Hot Milk is a difficult film, in that same way that society may cast someone (usually a woman) as being difficult. If the purpose of the religion of cinema is to make you feel something, Hot Milk will do that, although I can’t guarantee that you will walk out feeling better. Hot Milk transports you to a hot, restless, and at times seemingly endless, summer where although you are surrounded by the beauty of the Mediterranean coast, you can’t appreciate it. It takes a long, hard look at the world of pain, illness and disability through the story of a mother who hasn’t been able to walk since her (now adult) daughter was 4 years old. The tension is held taut throughout the film, most visibly in both of the principal actors’ faces (Emma Mackey and Fiona Shaw) which contort terribly through their despair and frustration. You can really see the hard work of acting here, it is such a deeply uncomfortable film to watch, you can’t imagine having to live through it over the weeks and months of filming. There really isn’t much in the way of relief, even the daughter, Sophia’s, love affair seems constantly at risk of being damaging. It is the kind of film where there is a sense that at any point, someone will say or do something awfully shocking (and they do….) You almost want to laugh to break the tension.

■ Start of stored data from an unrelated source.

//! The executable widget a code block becomes, and the resolver that mounts
//! it.
//!
//! Visual chrome (editor, buttons, output panel) lives with the host; this
//! layer provides the hooks it calls: the captured code, the language tag,
//! and `run` with a client-side choice of execution mode.

use std::collections::HashMap;
use std::sync::{Arc, Mutex};

use async_trait::async_trait;

use livedoc_client::{HttpExecutionTransport, RemoteExecutionClient};
use livedoc_core::protocol::ExecuteCodeResponse;
use livedoc_enhance::{EnhanceError, NodeId, SharedDocument, WidgetFactory, WidgetResolver};
use livedoc_runtime::RuntimeLoader;

/// Where a widget's code runs; chosen per run, client-side.
#[derive(Debug, Clone, Copy, PartialEq, Eq)]
pub enum ExecutionMode {
    /// On the lazily-loaded embedded runtime.
    InBrowser,
    /// On the remote execution backend (isolated, with fallback).
    Remote,
}

/// One mounted live code block.
pub struct LiveCodeWidget {
    placeholder: NodeId,
    code: String,
    language: String,
    loader: Arc<RuntimeLoader>,
    executor: Arc<RemoteExecutionClient<HttpExecutionTransport>>,
}

impl LiveCodeWidget {
    pub fn code(&self) -> &str {
        &self.code
    }

    pub fn language(&self) -> &str {
        &self.language
    }

    pub fn placeholder(&self) -> NodeId {
        self.placeholder
    }

    /// Run the captured code. Never errors: every failure — runtime load,
    /// runtime execution, backend — renders as a failure response the host
    /// can display inside the widget.
    pub async fn run(&self, mode: ExecutionMode) -> ExecuteCodeResponse {
        match mode {
            ExecutionMode::Remote => self.executor.execute_isolated(&self.code, None).await,
            ExecutionMode::InBrowser => match self.loader.get_runtime().await {
                Ok(runtime) => match runtime.run(&self.code).await {
                    Ok(output) => ExecuteCodeResponse {
                        success: true,
                        output: Some(output),
                        error: None,
                        execution_time: None,
                    },
                    Err(e) => ExecuteCodeResponse::failure(e.to_string()),
                },
                Err(e) => ExecuteCodeResponse::failure(format!("runtime unavailable: {e}")),
            },
        }
    }
}

/// Widgets mounted so far, keyed by placeholder DOM id (`live-widget-{n}`).
/// The host's visual layer looks its widget up here.
#[derive(Default)]
pub struct MountedWidgets {
    map: Mutex<HashMap<String, Arc<LiveCodeWidget>>>,
}

impl MountedWidgets {
    pub fn new() -> Self {
        Self::default()
    }

    fn insert(&self, dom_id: String, widget: Arc<LiveCodeWidget>) {
        self.map.lock().unwrap().insert(dom_id, widget);
    }

    pub fn get(&self, dom_id: &str) -> Option<Arc<LiveCodeWidget>> {
        self.map.lock().unwrap().get(dom_id).cloned()
    }

    pub fn ids(&self) -> Vec<String> {
        let mut ids: Vec<String> = self.map.lock().unwrap().keys().cloned().collect();
        ids.sort();
        ids
    }

    pub fn len(&self) -> usize {
        self.map.lock().unwrap().len()
    }

    pub fn is_empty(&self) -> bool {
        self.len() == 0
    }
}

/// Resolver handed to the enhancer: produces factories that mount
/// [`LiveCodeWidget`]s wired to the shared loader and executor.
pub struct ExecutableWidgetResolver {
    loader: Arc<RuntimeLoader>,
    executor: Arc<RemoteExecutionClient<HttpExecutionTransport>>,
    mounted: Arc<MountedWidgets>,
}

impl ExecutableWidgetResolver {
    pub fn new(
        loader: Arc<RuntimeLoader>,
        executor: Arc<RemoteExecutionClient<HttpExecutionTransport>>,
        mounted: Arc<MountedWidgets>,
    ) -> Self {
        Self {
            loader,
            executor,
            mounted,
        }
    }
}

#[async_trait]
impl WidgetResolver for ExecutableWidgetResolver {
    async fn resolve(&self, _language: &str) -> Result<Arc<dyn WidgetFactory>, EnhanceError> {
        // Factories are cheap here; the seam exists so hosts with heavier
        // component loading can swap in their own resolver.
        Ok(Arc::new(LiveCodeWidgetFactory {
            loader: self.loader.clone(),
            executor: self.executor.clone(),
            mounted: self.mounted.clone(),
        }))
    }
}

struct LiveCodeWidgetFactory {
    loader: Arc<RuntimeLoader>,
    executor: Arc<RemoteExecutionClient<HttpExecutionTransport>>,
    mounted: Arc<MountedWidgets>,
}

#[async_trait]
impl WidgetFactory for LiveCodeWidgetFactory {
    async fn mount(
        &self,
        doc: &SharedDocument,
        placeholder: NodeId,
        code: &str,
        language: &str,
    ) -> Result<(), EnhanceError> {
        let dom_id = {
            let mut guard = doc.lock().unwrap();
            if !guard.is_attached(placeholder) {
                return Err(EnhanceError::Mount("placeholder is detached".to_string()));
            }
            let root = guard.create_element("div");
            guard.add_class(root, "live-code-widget");
            let pre = guard.create_element("pre");
            let code_el = guard.create_element("code");
            // The widget re-renders the block with its marker class; the
            // enhancer's output-container guard keeps re-scans out of it.
            guard.add_class(code_el, &format!("language-{language}"));
            guard.set_text(code_el, code);
            guard.append_child(root, pre);
            guard.append_child(pre, code_el);
            guard.append_child(placeholder, root);
            guard
                .attr(placeholder, "id")
                .unwrap_or_default()
                .to_string()
        };

        let widget = Arc::new(LiveCodeWidget {
            placeholder,
            code: code.to_string(),
            language: language.to_string(),
            loader: self.loader.clone(),
            executor: self.executor.clone(),
        });
        self.mounted.insert(dom_id, widget);
        Ok(())
    }
}
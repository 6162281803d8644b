//! A safe, read-only decoder for Windows EVTX event records.
//!
//! Turns a raw chunk buffer and a record offset into a materialised XML
//! tree and a set of lazily-resolved, memoised accessors (event id,
//! level, provider, computer, numbered strings, binary payload), per the
//! three-stage pipeline this crate is built around: [`utils::byte_cursor`]
//! → [`binxml`] → [`record`].

mod binxml;
mod capi;
mod err;
mod model;
mod record;
mod utils;

pub use err::{DecodeErrorKind, EvtxError};
pub use record::{EvtxRecord, FieldOutcome};

/// Caller-supplied decode configuration, threaded through header parsing
/// and binary-XML decoding in place of the source's process-wide mutable
/// state (§4.5 / §9).
#[derive(Debug, Clone, Copy, PartialEq, Eq)]
pub struct DecodeConfig {
    /// Windows code page used to decode `AnsiString` typed values.
    pub code_page: u16,
    /// When `true`, a `size_copy != size` mismatch at header-parse time is
    /// a hard error instead of a logged warning.
    pub strict_size_copy: bool,
    /// Bounds recursive BinXml-in-BinXml and template-in-template
    /// expansion.
    pub max_nesting_depth: usize,
}

impl Default for DecodeConfig {
    fn default() -> Self {
        DecodeConfig {
            code_page: utils::ansi::DEFAULT_CODE_PAGE,
            strict_size_copy: false,
            max_nesting_depth: 256,
        }
    }
}

#[cfg(test)]
mod tests {
    use super::*;

    #[test]
    fn default_config_matches_documented_defaults() {
        let config = DecodeConfig::default();
        assert_eq!(config.code_page, 1252);
        assert!(!config.strict_size_copy);
        assert_eq!(config.max_nesting_depth, 256);
    }
}
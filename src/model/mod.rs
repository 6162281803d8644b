pub(crate) mod tree;
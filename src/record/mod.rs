pub(crate) mod header;
pub(crate) mod values;

pub use values::{EvtxRecord, FieldOutcome};
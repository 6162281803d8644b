//! Windows GUID rendering.
//!
//! Grounded on the teacher crate's `guid.rs`, adapted to the brace-wrapped
//! uppercase rendering this specification requires
//! (`{XXXXXXXX-XXXX-XXXX-XXXX-XXXXXXXXXXXX}`) rather than the teacher's
//! bare, unbraced form.

use std::fmt::{self, Display, Write};

#[derive(Debug, Clone, Copy, PartialEq, Eq)]
pub struct Guid {
    data1: u32,
    data2: u16,
    data3: u16,
    data4: [u8; 8],
}

impl Guid {
    pub(crate) fn new(data1: u32, data2: u16, data3: u16, data4: [u8; 8]) -> Self {
        Guid {
            data1,
            data2,
            data3,
            data4,
        }
    }

    /// Parse a GUID from its 16-byte on-disk representation
    /// (`data1` LE, `data2` LE, `data3` LE, `data4` as 8 raw bytes).
    pub(crate) fn from_bytes(bytes: &[u8; 16]) -> Self {
        let data1 = u32::from_le_bytes(bytes[0..4].try_into().unwrap());
        let data2 = u16::from_le_bytes(bytes[4..6].try_into().unwrap());
        let data3 = u16::from_le_bytes(bytes[6..8].try_into().unwrap());
        let mut data4 = [0u8; 8];
        data4.copy_from_slice(&bytes[8..16]);
        Guid::new(data1, data2, data3, data4)
    }
}

impl Display for Guid {
    fn fmt(&self, f: &mut fmt::Formatter<'_>) -> fmt::Result {
        let mut s = String::with_capacity(38);
        write!(
            s,
            "{{{:08X}-{:04X}-{:04X}-{:02X}{:02X}-{:02X}{:02X}{:02X}{:02X}{:02X}{:02X}}}",
            self.data1,
            self.data2,
            self.data3,
            self.data4[0],
            self.data4[1],
            self.data4[2],
            self.data4[3],
            self.data4[4],
            self.data4[5],
            self.data4[6],
            self.data4[7]
        )
        .expect("writing to a String cannot fail");
        f.write_str(&s)
    }
}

I hope I have transmitted the overarching emotional state of this film to you as well as Hot Milk did to its audience. Because actually the feeling from this film, which has lingered well into my evening, shows how effective a piece of art it is. It is a film which demands a high level of attention. It pulls you into a tedium where every day is unbearably long which accurately reflects the world of its characters. It is another one of those films which I think I could only tolerate because I was in a cinema, at home it would have been too easy to look away. I haven’t read the book it is based on by Deborah Levy, I almost don’t want to but it has captured my interest. There are some parallels to the psychological drama also based on a novel, The Lost Daughter (2021) directed by Maggie Gyllenhaal, featuring Olivia Colman. Hot Milk is the director, Rebecca Lenkiewicz’s, debut film, having primarily written and directed for theatre which I think comes across. The script is almost minimalist, every word feels carefully chosen to cut through. I won’t spoil it but there are some particularly callous quotes from mother to daughter, “you never were brave”.
I do recommend that you go and see it and I think there is an important conversation to be had around the thorny psychological issues that it raises. Just tread carefully and maybe don’t go when you’ve had a bad day.